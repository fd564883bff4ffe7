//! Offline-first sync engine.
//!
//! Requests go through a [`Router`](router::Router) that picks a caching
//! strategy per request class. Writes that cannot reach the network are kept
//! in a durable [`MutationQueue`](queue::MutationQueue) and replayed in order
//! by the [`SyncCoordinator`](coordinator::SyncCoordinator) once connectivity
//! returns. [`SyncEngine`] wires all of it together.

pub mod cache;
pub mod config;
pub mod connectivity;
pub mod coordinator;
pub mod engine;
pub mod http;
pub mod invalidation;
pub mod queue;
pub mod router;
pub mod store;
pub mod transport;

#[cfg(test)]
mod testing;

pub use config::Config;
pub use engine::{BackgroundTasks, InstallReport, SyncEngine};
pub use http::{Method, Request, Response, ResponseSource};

════════

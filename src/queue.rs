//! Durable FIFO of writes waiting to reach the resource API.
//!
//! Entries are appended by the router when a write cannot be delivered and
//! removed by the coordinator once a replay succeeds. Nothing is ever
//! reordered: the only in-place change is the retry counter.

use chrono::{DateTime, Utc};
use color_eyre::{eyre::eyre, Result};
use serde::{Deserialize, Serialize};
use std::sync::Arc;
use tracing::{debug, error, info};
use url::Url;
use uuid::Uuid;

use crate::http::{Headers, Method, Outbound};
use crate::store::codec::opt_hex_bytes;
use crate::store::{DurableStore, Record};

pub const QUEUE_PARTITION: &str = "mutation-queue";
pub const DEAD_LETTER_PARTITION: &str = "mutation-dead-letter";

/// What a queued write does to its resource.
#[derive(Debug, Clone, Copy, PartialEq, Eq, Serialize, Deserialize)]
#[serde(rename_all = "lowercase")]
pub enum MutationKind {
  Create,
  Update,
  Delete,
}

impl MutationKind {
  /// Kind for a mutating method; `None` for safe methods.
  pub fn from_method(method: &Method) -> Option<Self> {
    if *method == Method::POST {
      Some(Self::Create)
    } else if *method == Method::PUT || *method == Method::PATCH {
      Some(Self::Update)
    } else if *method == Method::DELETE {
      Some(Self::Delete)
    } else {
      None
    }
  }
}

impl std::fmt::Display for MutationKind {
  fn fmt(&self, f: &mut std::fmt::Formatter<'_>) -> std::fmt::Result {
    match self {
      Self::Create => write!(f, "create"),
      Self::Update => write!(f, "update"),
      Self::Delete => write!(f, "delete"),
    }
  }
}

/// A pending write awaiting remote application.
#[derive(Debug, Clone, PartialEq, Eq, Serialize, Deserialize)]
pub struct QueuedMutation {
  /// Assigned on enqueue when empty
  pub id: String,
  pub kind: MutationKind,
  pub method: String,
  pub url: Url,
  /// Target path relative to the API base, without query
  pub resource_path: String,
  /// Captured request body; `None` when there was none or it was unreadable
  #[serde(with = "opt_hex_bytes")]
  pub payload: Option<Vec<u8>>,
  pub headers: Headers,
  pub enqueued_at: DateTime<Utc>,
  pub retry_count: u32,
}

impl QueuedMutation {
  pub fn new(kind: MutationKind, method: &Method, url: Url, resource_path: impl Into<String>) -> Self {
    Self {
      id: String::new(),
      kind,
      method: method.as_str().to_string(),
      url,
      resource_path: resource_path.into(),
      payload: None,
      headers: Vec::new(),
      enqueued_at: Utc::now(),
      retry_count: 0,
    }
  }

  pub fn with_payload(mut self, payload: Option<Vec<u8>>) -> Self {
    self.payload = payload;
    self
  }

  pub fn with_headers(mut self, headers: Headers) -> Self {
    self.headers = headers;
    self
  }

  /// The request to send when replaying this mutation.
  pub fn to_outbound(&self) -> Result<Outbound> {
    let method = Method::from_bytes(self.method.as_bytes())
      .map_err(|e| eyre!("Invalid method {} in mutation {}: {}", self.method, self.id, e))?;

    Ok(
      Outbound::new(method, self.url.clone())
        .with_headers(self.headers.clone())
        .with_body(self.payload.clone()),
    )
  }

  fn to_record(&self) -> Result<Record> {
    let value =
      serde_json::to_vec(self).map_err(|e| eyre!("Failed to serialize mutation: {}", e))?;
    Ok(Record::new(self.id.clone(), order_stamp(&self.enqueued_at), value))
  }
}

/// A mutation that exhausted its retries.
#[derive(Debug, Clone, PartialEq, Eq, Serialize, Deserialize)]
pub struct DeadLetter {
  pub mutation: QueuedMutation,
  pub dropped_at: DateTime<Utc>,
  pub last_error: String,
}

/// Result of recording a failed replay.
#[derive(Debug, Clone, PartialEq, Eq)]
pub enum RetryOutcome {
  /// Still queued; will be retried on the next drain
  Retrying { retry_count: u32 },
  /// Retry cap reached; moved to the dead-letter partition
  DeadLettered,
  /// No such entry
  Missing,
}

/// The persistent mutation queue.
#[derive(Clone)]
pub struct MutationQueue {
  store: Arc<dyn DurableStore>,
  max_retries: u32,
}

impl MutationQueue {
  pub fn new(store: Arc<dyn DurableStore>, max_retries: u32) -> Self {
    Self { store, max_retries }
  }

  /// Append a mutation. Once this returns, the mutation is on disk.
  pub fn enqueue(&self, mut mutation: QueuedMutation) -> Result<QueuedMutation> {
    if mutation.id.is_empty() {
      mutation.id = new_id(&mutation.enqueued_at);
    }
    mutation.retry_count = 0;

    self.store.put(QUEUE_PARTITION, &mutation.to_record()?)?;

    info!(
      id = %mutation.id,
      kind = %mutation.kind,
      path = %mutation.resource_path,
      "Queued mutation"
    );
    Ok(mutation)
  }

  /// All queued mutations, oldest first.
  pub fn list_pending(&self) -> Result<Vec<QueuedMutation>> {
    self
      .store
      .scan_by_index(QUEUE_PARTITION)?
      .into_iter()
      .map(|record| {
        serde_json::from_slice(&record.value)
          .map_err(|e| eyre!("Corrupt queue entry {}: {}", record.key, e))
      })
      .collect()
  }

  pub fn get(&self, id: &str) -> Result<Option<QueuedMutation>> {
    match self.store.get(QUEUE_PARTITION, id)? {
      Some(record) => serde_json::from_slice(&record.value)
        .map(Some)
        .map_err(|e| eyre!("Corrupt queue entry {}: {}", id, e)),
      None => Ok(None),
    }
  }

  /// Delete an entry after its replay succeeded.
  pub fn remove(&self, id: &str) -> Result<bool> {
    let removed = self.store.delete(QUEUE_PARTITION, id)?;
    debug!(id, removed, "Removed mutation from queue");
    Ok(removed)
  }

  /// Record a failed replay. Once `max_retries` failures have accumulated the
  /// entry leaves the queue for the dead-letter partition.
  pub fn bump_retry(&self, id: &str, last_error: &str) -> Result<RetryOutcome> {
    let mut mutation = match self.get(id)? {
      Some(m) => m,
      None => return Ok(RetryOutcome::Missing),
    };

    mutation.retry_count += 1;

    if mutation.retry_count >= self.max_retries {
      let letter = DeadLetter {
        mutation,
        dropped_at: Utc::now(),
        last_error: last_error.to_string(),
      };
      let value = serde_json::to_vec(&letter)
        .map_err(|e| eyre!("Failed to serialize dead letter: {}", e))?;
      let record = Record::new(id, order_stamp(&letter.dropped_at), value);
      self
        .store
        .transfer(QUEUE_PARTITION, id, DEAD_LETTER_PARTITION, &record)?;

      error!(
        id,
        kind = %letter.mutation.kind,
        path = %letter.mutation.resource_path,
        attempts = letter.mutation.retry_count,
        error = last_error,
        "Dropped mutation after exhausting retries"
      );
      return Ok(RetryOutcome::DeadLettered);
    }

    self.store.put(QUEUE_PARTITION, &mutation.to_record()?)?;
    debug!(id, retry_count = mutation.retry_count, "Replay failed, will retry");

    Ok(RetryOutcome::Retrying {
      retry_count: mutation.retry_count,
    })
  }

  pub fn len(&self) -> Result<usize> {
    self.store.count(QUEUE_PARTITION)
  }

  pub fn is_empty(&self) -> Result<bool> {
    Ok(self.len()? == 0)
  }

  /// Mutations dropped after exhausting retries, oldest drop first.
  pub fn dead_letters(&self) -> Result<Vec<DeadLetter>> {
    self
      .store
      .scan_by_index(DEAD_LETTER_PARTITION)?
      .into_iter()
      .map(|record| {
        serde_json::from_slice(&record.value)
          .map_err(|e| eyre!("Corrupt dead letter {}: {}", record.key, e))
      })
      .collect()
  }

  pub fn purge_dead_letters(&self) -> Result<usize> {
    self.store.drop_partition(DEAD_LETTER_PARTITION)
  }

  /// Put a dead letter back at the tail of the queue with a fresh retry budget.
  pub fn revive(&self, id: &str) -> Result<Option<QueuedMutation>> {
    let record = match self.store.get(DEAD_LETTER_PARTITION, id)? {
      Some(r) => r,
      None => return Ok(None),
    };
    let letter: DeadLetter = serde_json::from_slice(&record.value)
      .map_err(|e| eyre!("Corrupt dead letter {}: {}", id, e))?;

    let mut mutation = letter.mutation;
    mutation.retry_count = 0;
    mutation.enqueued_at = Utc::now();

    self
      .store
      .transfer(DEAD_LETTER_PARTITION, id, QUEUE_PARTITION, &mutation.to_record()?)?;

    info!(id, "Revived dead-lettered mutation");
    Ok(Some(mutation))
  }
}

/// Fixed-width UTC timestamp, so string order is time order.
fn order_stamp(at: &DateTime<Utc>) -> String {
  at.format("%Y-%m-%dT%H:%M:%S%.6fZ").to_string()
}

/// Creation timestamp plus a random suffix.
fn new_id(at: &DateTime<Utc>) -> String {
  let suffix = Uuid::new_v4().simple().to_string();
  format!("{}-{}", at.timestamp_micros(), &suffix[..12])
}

════════

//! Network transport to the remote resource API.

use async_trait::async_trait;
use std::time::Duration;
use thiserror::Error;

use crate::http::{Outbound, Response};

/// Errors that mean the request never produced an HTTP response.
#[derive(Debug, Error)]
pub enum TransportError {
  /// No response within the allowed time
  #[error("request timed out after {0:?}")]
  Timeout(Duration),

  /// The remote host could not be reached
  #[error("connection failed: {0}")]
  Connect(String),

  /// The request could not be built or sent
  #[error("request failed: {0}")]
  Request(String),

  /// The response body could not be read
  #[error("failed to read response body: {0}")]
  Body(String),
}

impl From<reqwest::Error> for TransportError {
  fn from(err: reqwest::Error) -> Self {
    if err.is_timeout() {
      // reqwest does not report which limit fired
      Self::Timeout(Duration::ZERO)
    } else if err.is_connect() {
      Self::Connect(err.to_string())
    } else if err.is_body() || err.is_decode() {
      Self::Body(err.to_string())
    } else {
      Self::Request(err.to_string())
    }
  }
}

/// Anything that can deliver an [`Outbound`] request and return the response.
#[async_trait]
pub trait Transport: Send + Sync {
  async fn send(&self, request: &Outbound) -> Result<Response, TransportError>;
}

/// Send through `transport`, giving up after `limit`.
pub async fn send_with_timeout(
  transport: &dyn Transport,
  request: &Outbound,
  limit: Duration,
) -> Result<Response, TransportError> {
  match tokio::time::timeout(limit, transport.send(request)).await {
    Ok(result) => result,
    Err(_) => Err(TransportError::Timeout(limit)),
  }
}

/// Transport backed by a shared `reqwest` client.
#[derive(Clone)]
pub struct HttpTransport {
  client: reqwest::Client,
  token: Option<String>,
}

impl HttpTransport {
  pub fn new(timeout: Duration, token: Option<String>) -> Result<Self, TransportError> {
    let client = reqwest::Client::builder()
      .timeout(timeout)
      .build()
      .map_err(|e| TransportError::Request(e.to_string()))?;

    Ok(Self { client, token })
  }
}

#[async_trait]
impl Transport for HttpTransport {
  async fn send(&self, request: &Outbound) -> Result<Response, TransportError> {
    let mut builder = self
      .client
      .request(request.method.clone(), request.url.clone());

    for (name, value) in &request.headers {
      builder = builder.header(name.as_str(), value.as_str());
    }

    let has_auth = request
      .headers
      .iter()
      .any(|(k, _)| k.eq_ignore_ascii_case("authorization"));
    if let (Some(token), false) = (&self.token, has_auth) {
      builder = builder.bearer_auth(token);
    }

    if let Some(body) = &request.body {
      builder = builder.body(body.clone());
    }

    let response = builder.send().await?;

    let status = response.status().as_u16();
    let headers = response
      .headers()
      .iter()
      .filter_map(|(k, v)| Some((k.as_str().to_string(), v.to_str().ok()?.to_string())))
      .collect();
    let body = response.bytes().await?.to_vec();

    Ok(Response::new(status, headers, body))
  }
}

════════

**ACTION ITEM**
Within the listing above, the range opens at the line with "pub fn get(&self, id: &str)" and closes at the line with "mutation.retry_count += 1;". Reproduce exactly the lines of that range, including both ends.

**EXPECTED ANSWER**
  pub fn get(&self, id: &str) -> Result<Option<QueuedMutation>> {
    match self.store.get(QUEUE_PARTITION, id)? {
      Some(record) => serde_json::from_slice(&record.value)
        .map(Some)
        .map_err(|e| eyre!("Corrupt queue entry {}: {}", id, e)),
      None => Ok(None),
    }
  }

  /// Delete an entry after its replay succeeded.
  pub fn remove(&self, id: &str) -> Result<bool> {
    let removed = self.store.delete(QUEUE_PARTITION, id)?;
    debug!(id, removed, "Removed mutation from queue");
    Ok(removed)
  }

  /// Record a failed replay. Once `max_retries` failures have accumulated the
  /// entry leaves the queue for the dead-letter partition.
  pub fn bump_retry(&self, id: &str, last_error: &str) -> Result<RetryOutcome> {
    let mut mutation = match self.get(id)? {
      Some(m) => m,
      None => return Ok(RetryOutcome::Missing),
    };

    mutation.retry_count += 1;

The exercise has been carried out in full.